■ What you are asked to do:
Down to the final line, write out the data below exactly.
_ _ _
//! Static partitioning of a dataset into equal contiguous chunks.
//!
//! A [`Partition`] exists only when `dataset_size % num_processes == 0`;
//! constructing it is the run-start precondition every rank checks before
//! any message is sent. Rank `i` owns [`Chunk`] `[i * chunk_size, (i + 1) * chunk_size)`.

use crate::core::error::{BatchError, Result};
use crate::core::types::{DataIndex, Rank};
use serde::{Deserialize, Serialize};
use std::ops::Range;

/// A contiguous index range `[offset, offset + len)` of the dataset and of
/// every parallel output array.
#[derive(Debug, Clone, Copy, PartialEq, Eq, Hash, Serialize, Deserialize)]
pub struct Chunk {
    offset: DataIndex,
    len: usize,
}

impl Chunk {
    /// Create a chunk starting at `offset` with `len` elements.
    pub fn new(offset: DataIndex, len: usize) -> Self {
        Chunk { offset, len }
    }

    /// First index owned by this chunk.
    pub fn offset(&self) -> DataIndex {
        self.offset
    }

    /// Number of indices in this chunk.
    pub fn len(&self) -> usize {
        self.len
    }

    /// True for a zero-length chunk.
    pub fn is_empty(&self) -> bool {
        self.len == 0
    }

    /// One past the last owned index.
    pub fn end(&self) -> DataIndex {
        self.offset + self.len
    }

    /// The owned indices as a range.
    pub fn range(&self) -> Range<DataIndex> {
        self.offset..self.end()
    }
}

/// Equal-size partition of `dataset_size` elements over `num_processes` ranks.
#[derive(Debug, Clone, Copy, PartialEq, Eq, Serialize, Deserialize)]
pub struct Partition {
    dataset_size: usize,
    num_processes: usize,
    chunk_size: usize,
}

impl Partition {
    /// Validate the divisibility precondition and build the partition.
    ///
    /// Fails with [`BatchError::Partition`] when `dataset_size` is not a
    /// multiple of `num_processes`, and with [`BatchError::InvalidParameter`]
    /// when either is zero.
    pub fn new(dataset_size: usize, num_processes: usize) -> Result<Self> {
        if num_processes == 0 {
            return Err(BatchError::invalid_parameter(
                "num_processes",
                "0",
                "at least one process is required",
            ));
        }
        if dataset_size == 0 {
            return Err(BatchError::invalid_parameter(
                "dataset_size",
                "0",
                "dataset must not be empty",
            ));
        }
        if dataset_size % num_processes != 0 {
            return Err(BatchError::partition(dataset_size, num_processes));
        }
        Ok(Partition {
            dataset_size,
            num_processes,
            chunk_size: dataset_size / num_processes,
        })
    }

    /// Total number of elements S.
    pub fn dataset_size(&self) -> usize {
        self.dataset_size
    }

    /// Number of processes P.
    pub fn num_processes(&self) -> usize {
        self.num_processes
    }

    /// Elements per chunk, `S / P`.
    pub fn chunk_size(&self) -> usize {
        self.chunk_size
    }

    /// Offset assigned to `rank`.
    pub fn offset(&self, rank: Rank) -> Result<DataIndex> {
        self.check_rank(rank)?;
        Ok(rank * self.chunk_size)
    }

    /// Chunk owned by `rank` during the compute phase.
    pub fn chunk(&self, rank: Rank) -> Result<Chunk> {
        Ok(Chunk::new(self.offset(rank)?, self.chunk_size))
    }

    /// All chunks in rank order.
    pub fn chunks(&self) -> impl Iterator<Item = Chunk> + '_ {
        (0..self.num_processes).map(move |rank| Chunk::new(rank * self.chunk_size, self.chunk_size))
    }

    fn check_rank(&self, rank: Rank) -> Result<()> {
        if rank >= self.num_processes {
            return Err(BatchError::InvalidRank {
                rank,
                size: self.num_processes,
            });
        }
        Ok(())
    }
}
_ _ _
■ Response to the task:
//! Static partitioning of a dataset into equal contiguous chunks.
//!
//! A [`Partition`] exists only when `dataset_size % num_processes == 0`;
//! constructing it is the run-start precondition every rank checks before
//! any message is sent. Rank `i` owns [`Chunk`] `[i * chunk_size, (i + 1) * chunk_size)`.

use crate::core::error::{BatchError, Result};
use crate::core::types::{DataIndex, Rank};
use serde::{Deserialize, Serialize};
use std::ops::Range;

/// A contiguous index range `[offset, offset + len)` of the dataset and of
/// every parallel output array.
#[derive(Debug, Clone, Copy, PartialEq, Eq, Hash, Serialize, Deserialize)]
pub struct Chunk {
    offset: DataIndex,
    len: usize,
}

impl Chunk {
    /// Create a chunk starting at `offset` with `len` elements.
    pub fn new(offset: DataIndex, len: usize) -> Self {
        Chunk { offset, len }
    }

    /// First index owned by this chunk.
    pub fn offset(&self) -> DataIndex {
        self.offset
    }

    /// Number of indices in this chunk.
    pub fn len(&self) -> usize {
        self.len
    }

    /// True for a zero-length chunk.
    pub fn is_empty(&self) -> bool {
        self.len == 0
    }

    /// One past the last owned index.
    pub fn end(&self) -> DataIndex {
        self.offset + self.len
    }

    /// The owned indices as a range.
    pub fn range(&self) -> Range<DataIndex> {
        self.offset..self.end()
    }
}

/// Equal-size partition of `dataset_size` elements over `num_processes` ranks.
#[derive(Debug, Clone, Copy, PartialEq, Eq, Serialize, Deserialize)]
pub struct Partition {
    dataset_size: usize,
    num_processes: usize,
    chunk_size: usize,
}

impl Partition {
    /// Validate the divisibility precondition and build the partition.
    ///
    /// Fails with [`BatchError::Partition`] when `dataset_size` is not a
    /// multiple of `num_processes`, and with [`BatchError::InvalidParameter`]
    /// when either is zero.
    pub fn new(dataset_size: usize, num_processes: usize) -> Result<Self> {
        if num_processes == 0 {
            return Err(BatchError::invalid_parameter(
                "num_processes",
                "0",
                "at least one process is required",
            ));
        }
        if dataset_size == 0 {
            return Err(BatchError::invalid_parameter(
                "dataset_size",
                "0",
                "dataset must not be empty",
            ));
        }
        if dataset_size % num_processes != 0 {
            return Err(BatchError::partition(dataset_size, num_processes));
        }
        Ok(Partition {
            dataset_size,
            num_processes,
            chunk_size: dataset_size / num_processes,
        })
    }

    /// Total number of elements S.
    pub fn dataset_size(&self) -> usize {
        self.dataset_size
    }

    /// Number of processes P.
    pub fn num_processes(&self) -> usize {
        self.num_processes
    }

    /// Elements per chunk, `S / P`.
    pub fn chunk_size(&self) -> usize {
        self.chunk_size
    }

    /// Offset assigned to `rank`.
    pub fn offset(&self, rank: Rank) -> Result<DataIndex> {
        self.check_rank(rank)?;
        Ok(rank * self.chunk_size)
    }

    /// Chunk owned by `rank` during the compute phase.
    pub fn chunk(&self, rank: Rank) -> Result<Chunk> {
        Ok(Chunk::new(self.offset(rank)?, self.chunk_size))
    }

    /// All chunks in rank order.
    pub fn chunks(&self) -> impl Iterator<Item = Chunk> + '_ {
        (0..self.num_processes).map(move |rank| Chunk::new(rank * self.chunk_size, self.chunk_size))
    }

    fn check_rank(&self, rank: Rank) -> Result<()> {
        if rank >= self.num_processes {
            return Err(BatchError::InvalidRank {
                rank,
                size: self.num_processes,
            });
        }
        Ok(())
    }
}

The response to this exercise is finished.